Early reign (1623–32)
Murad IV was for a long time under the control of his relatives and during his early years as Sultan, his mother, Kösem Sultan, essentially ruled through him. The Empire fell into anarchy; the Safavid Empire invaded Iraq almost immediately, Northern Anatolia erupted in revolts, and in 1631 the Janissaries stormed the palace and killed the Grand Vizier, among others. Murad IV feared suffering the fate of his elder brother, Osman II (1618–22), and decided to assert his power.
At the age of 16 in 1628, he had his brother-in-law (his sister Fatma Sultan's husband) and the former governor of Egypt Kara Mustafa Pasha executed for a claimed action "against the law of God".[3]

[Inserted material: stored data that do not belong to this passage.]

//! Dashboard controller: routes [`GridEvent`]s into drag and resize
//! sessions and commits their decisions through a [`CommitPort`].
//!
//! At most one session is active. Every commit is checked against a fresh
//! snapshot from the port, so the no-overlap and bounds invariants hold
//! after each event whether it commits or not.

use crate::drag::{DragKind, DragSession, DropDecision, DropPreview};
use crate::input::GridEvent;
use crate::payload::DragPayload;
use crate::port::CommitPort;
use crate::resize::{NoopListeners, PointerListeners, ResizeHandle, ResizeSession};
use gb_core::arrange::{ArrangeOutcome, AutoArranger};
use gb_core::config::{ConfigError, EngineConfig};
use gb_core::grid::{ContainerRect, GridModel};
use gb_core::id::WidgetId;
use gb_core::lint::{LayoutDiagnostic, lint_layout};
use gb_core::model::{GridRect, Widget};
use gb_core::occupancy::OccupancyIndex;
use gb_core::placement::PlacementSolver;
use gb_core::swap::SwapResolver;
use std::collections::HashSet;
use std::rc::Rc;

/// Result of feeding one event or command to the controller.
#[derive(Debug, Clone, Copy, PartialEq, Eq)]
pub enum EventOutcome {
    /// Nothing happened (no matching session, gated, or bad input).
    Ignored,
    /// Session state changed; nothing committed.
    Changed,
    /// At least one mutation went through the port.
    Committed,
    /// The operation was valid but had nowhere to go.
    Rejected,
}

#[derive(Debug, Default)]
enum Session {
    #[default]
    Idle,
    Drag(DragSession),
    Resize(ResizeSession),
}

pub struct DashboardController<P: CommitPort> {
    config: EngineConfig,
    solver: PlacementSolver,
    swapper: SwapResolver,
    arranger: AutoArranger,
    port: P,
    customizing: bool,
    session: Session,
    preview: Option<DropPreview>,
    listeners: Rc<dyn PointerListeners>,
}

Absolute rule and imperial policies (1632–40)
Murad IV tried to quell the corruption that had grown during the reigns of previous Sultans, and that had not been checked while his mother was ruling through proxy.
Murad IV also banned alcohol, tobacco, and coffee in Constantinople.[4] He ordered execution for breaking this ban.[5] He would reportedly patrol the streets and the lowest taverns of Istanbul in civilian clothes at night, policing the enforcement of his command by casting off his disguise on the spot and beheading the offender with his own hands.[6] Rivaling the exploits of Selim the Grim, he would sit in a kiosk by the water near his Seraglio Palace[6] and shoot arrows at any boat man who rowed too close to his imperial compound. He restored the judicial regulations by very strict punishments, including execution, he once strangled a grand vizier for the reason that the official had beaten his mother-in-law.[6] Historians including Halil İnalcık as well as primary sources report that even though he was a ruthless supporter of alcohol prohibition, Murad IV was a habitual drinker himself.[7][8]
War against Safavid Iran
Murad IV's reign is most notable for the Ottoman–Safavid War (1623–39) against Persia in which Ottoman forces managed to conquer Azerbaijan, occupying Tabriz, Hamadan, and capturing Baghdad in 1638. Murad IV himself commanded the invasion of Mesopotamia and proved to be an outstanding field commander. By the Treaty of Zuhab which followed after the war, it roughly comprised and confirmed the borders as per the Peace of Amasya, with Eastern Armenia, Eastern Georgia, Azerbaijan, and Dagestan staying Persian, while Western Armenia, and Western Georgia staying Ottoman.[9] Mesopotamia was irrevocably lost for the Persians.[10] The borders per the outcome of the war is more or less the present border line between Turkey - Iraq and Iran.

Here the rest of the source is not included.